RECORDS SHOWN »
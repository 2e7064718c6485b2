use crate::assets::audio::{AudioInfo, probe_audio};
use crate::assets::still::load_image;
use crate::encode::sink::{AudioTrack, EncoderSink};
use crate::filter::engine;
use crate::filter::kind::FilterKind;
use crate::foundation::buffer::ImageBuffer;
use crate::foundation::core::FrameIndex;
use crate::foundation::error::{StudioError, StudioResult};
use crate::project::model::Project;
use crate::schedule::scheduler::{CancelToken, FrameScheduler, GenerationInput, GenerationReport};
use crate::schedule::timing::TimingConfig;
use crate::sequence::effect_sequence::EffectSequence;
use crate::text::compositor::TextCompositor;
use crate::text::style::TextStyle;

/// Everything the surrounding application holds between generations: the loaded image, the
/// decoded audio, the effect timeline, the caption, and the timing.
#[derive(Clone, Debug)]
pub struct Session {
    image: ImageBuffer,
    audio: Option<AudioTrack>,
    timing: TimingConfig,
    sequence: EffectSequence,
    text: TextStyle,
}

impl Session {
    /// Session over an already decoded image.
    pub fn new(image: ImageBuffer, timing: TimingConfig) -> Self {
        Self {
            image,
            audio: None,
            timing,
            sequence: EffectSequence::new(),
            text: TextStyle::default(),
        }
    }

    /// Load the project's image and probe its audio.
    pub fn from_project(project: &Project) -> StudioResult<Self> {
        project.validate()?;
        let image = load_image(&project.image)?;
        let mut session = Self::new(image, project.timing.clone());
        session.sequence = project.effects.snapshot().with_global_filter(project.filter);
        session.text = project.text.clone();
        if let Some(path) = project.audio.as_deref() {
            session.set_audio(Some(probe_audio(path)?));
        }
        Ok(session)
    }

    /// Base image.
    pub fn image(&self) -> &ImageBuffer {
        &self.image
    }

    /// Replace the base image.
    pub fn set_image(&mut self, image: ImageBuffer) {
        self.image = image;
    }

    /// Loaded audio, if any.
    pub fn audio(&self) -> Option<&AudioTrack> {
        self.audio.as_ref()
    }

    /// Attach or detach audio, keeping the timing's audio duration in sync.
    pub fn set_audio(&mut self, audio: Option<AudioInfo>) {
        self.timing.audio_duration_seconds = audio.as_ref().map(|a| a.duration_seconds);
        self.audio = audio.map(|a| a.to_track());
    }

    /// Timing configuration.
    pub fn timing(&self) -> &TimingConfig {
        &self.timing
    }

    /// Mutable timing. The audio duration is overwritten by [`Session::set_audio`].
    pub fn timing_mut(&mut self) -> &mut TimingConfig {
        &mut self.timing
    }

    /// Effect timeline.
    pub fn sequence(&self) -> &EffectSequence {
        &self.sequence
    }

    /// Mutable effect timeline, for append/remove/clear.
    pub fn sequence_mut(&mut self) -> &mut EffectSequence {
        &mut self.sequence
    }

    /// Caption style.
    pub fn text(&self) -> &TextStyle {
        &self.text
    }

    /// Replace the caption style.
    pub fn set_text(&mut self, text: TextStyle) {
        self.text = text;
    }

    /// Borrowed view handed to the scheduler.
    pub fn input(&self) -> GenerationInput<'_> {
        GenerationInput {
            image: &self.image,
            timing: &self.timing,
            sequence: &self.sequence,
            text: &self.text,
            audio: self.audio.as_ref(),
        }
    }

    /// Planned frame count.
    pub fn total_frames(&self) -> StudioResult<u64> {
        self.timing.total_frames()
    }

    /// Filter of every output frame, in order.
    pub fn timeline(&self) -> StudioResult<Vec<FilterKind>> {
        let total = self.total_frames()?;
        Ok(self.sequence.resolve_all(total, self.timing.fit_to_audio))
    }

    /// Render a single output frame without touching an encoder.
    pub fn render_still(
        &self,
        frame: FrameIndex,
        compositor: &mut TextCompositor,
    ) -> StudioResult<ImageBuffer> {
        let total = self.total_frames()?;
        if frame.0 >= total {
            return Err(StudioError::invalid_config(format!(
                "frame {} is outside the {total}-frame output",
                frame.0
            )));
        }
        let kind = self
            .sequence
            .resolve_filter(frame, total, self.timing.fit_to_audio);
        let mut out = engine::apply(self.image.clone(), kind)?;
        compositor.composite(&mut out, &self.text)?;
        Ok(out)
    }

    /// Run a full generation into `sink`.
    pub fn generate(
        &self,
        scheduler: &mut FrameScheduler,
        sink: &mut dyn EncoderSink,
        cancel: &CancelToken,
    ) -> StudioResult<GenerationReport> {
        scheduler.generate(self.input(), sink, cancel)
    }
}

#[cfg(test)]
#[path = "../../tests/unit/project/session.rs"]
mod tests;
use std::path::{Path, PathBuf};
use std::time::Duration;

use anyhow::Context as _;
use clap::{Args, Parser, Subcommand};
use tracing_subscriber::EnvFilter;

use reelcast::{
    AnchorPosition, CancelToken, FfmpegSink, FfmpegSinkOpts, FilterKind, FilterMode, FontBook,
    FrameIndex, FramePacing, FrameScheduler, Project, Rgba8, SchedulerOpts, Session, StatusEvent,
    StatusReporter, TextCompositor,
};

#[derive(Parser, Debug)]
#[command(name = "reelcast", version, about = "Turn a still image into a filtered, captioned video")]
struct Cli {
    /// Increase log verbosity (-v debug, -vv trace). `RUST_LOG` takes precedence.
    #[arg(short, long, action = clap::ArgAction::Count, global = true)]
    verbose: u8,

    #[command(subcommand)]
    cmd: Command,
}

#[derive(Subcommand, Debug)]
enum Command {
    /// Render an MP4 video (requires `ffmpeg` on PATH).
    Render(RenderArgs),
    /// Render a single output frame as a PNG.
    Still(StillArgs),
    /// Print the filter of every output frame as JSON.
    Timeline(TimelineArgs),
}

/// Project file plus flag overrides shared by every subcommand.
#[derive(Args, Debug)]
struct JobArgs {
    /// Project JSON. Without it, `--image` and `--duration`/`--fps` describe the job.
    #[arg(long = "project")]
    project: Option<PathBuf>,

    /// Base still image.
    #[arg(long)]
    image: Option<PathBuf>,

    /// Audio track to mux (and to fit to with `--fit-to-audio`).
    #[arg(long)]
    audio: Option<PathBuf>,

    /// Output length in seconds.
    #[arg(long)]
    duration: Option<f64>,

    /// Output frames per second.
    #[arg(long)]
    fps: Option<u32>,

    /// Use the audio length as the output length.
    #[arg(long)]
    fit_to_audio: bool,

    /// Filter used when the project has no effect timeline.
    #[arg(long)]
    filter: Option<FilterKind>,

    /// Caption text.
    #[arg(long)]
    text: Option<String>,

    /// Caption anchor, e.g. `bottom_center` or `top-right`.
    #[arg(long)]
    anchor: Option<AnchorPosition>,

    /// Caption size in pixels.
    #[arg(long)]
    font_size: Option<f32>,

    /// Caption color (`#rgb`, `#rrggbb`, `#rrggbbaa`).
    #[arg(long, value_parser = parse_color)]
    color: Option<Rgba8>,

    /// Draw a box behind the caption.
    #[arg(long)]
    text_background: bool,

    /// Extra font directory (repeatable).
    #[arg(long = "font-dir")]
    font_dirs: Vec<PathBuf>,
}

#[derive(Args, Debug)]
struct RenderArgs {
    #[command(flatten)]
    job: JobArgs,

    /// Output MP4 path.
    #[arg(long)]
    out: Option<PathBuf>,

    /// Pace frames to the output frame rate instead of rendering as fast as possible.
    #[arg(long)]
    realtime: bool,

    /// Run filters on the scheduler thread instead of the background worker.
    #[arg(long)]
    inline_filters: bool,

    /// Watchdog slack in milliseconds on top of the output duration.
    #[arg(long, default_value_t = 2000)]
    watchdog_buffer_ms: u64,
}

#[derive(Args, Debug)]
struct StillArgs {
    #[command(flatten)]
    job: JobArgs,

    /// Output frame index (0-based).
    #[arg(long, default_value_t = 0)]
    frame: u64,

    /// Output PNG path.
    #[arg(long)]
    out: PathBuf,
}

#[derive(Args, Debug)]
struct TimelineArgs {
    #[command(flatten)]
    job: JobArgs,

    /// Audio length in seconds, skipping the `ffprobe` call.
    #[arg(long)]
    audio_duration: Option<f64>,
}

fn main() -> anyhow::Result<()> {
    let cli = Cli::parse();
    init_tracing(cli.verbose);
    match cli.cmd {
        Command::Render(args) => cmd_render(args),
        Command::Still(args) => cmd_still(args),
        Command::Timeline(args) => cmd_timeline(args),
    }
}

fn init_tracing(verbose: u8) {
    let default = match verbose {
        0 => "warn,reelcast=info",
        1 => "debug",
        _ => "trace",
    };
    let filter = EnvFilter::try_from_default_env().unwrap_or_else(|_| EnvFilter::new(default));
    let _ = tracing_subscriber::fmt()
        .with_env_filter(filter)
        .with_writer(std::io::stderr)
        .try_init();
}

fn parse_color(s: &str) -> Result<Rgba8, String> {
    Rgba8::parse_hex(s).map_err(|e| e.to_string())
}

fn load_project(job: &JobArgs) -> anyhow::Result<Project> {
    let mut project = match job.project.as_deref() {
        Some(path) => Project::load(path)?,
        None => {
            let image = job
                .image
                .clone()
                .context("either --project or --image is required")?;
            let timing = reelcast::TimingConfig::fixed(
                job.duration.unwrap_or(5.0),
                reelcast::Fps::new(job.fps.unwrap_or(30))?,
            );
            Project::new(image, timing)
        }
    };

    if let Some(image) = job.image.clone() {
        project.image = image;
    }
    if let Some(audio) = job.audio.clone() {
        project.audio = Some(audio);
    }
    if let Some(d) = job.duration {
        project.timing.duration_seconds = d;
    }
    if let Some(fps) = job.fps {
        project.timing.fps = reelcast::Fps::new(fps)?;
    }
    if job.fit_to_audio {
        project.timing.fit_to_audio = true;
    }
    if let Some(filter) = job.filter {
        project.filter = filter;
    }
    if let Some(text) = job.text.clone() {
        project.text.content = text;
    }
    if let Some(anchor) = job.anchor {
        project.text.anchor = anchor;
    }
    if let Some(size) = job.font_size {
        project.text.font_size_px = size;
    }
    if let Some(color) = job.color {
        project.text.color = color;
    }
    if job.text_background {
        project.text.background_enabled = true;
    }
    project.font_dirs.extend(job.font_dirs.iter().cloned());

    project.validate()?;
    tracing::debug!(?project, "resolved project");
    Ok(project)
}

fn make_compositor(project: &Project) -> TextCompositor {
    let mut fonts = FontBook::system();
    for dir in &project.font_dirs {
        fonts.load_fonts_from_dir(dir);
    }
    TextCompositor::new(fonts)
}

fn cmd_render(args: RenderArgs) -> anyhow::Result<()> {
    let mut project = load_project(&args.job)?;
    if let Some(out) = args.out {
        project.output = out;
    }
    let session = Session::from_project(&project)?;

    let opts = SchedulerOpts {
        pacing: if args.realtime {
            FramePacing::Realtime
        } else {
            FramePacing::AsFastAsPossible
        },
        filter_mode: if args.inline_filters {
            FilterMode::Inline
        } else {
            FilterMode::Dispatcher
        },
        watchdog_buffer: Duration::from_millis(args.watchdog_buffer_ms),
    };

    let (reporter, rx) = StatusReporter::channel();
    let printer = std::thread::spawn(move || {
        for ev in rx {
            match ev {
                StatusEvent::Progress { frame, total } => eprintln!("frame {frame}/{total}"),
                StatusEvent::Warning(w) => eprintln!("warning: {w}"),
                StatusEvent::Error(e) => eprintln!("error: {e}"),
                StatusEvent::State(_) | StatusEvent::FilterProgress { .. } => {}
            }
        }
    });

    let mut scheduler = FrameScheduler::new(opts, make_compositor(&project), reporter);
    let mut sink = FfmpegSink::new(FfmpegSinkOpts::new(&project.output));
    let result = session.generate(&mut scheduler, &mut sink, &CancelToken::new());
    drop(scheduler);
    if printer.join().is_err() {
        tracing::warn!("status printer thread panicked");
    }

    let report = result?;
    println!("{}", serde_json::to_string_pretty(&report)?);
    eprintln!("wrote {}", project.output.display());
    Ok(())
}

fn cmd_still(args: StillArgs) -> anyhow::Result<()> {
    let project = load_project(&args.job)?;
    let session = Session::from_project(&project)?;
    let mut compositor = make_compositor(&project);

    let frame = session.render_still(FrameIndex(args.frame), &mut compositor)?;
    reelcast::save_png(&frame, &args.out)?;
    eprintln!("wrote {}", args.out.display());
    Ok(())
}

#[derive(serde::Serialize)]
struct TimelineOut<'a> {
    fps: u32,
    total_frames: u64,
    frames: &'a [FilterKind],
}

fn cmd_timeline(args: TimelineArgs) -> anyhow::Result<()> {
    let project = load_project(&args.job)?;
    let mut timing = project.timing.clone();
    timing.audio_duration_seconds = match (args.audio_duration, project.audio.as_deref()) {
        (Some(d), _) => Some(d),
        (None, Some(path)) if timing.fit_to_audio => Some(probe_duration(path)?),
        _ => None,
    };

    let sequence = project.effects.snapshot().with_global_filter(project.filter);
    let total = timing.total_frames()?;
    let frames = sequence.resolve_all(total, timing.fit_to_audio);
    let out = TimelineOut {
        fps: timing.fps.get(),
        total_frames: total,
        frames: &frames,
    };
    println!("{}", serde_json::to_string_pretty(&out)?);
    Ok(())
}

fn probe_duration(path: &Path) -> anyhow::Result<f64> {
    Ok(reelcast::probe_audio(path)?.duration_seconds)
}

PROBLEM REQUIREMENTS » Please copy every line of the material that contains the word "wrote".

ANSWER TO THIS PROBLEM »
    eprintln!("wrote {}", project.output.display());
    eprintln!("wrote {}", args.out.display());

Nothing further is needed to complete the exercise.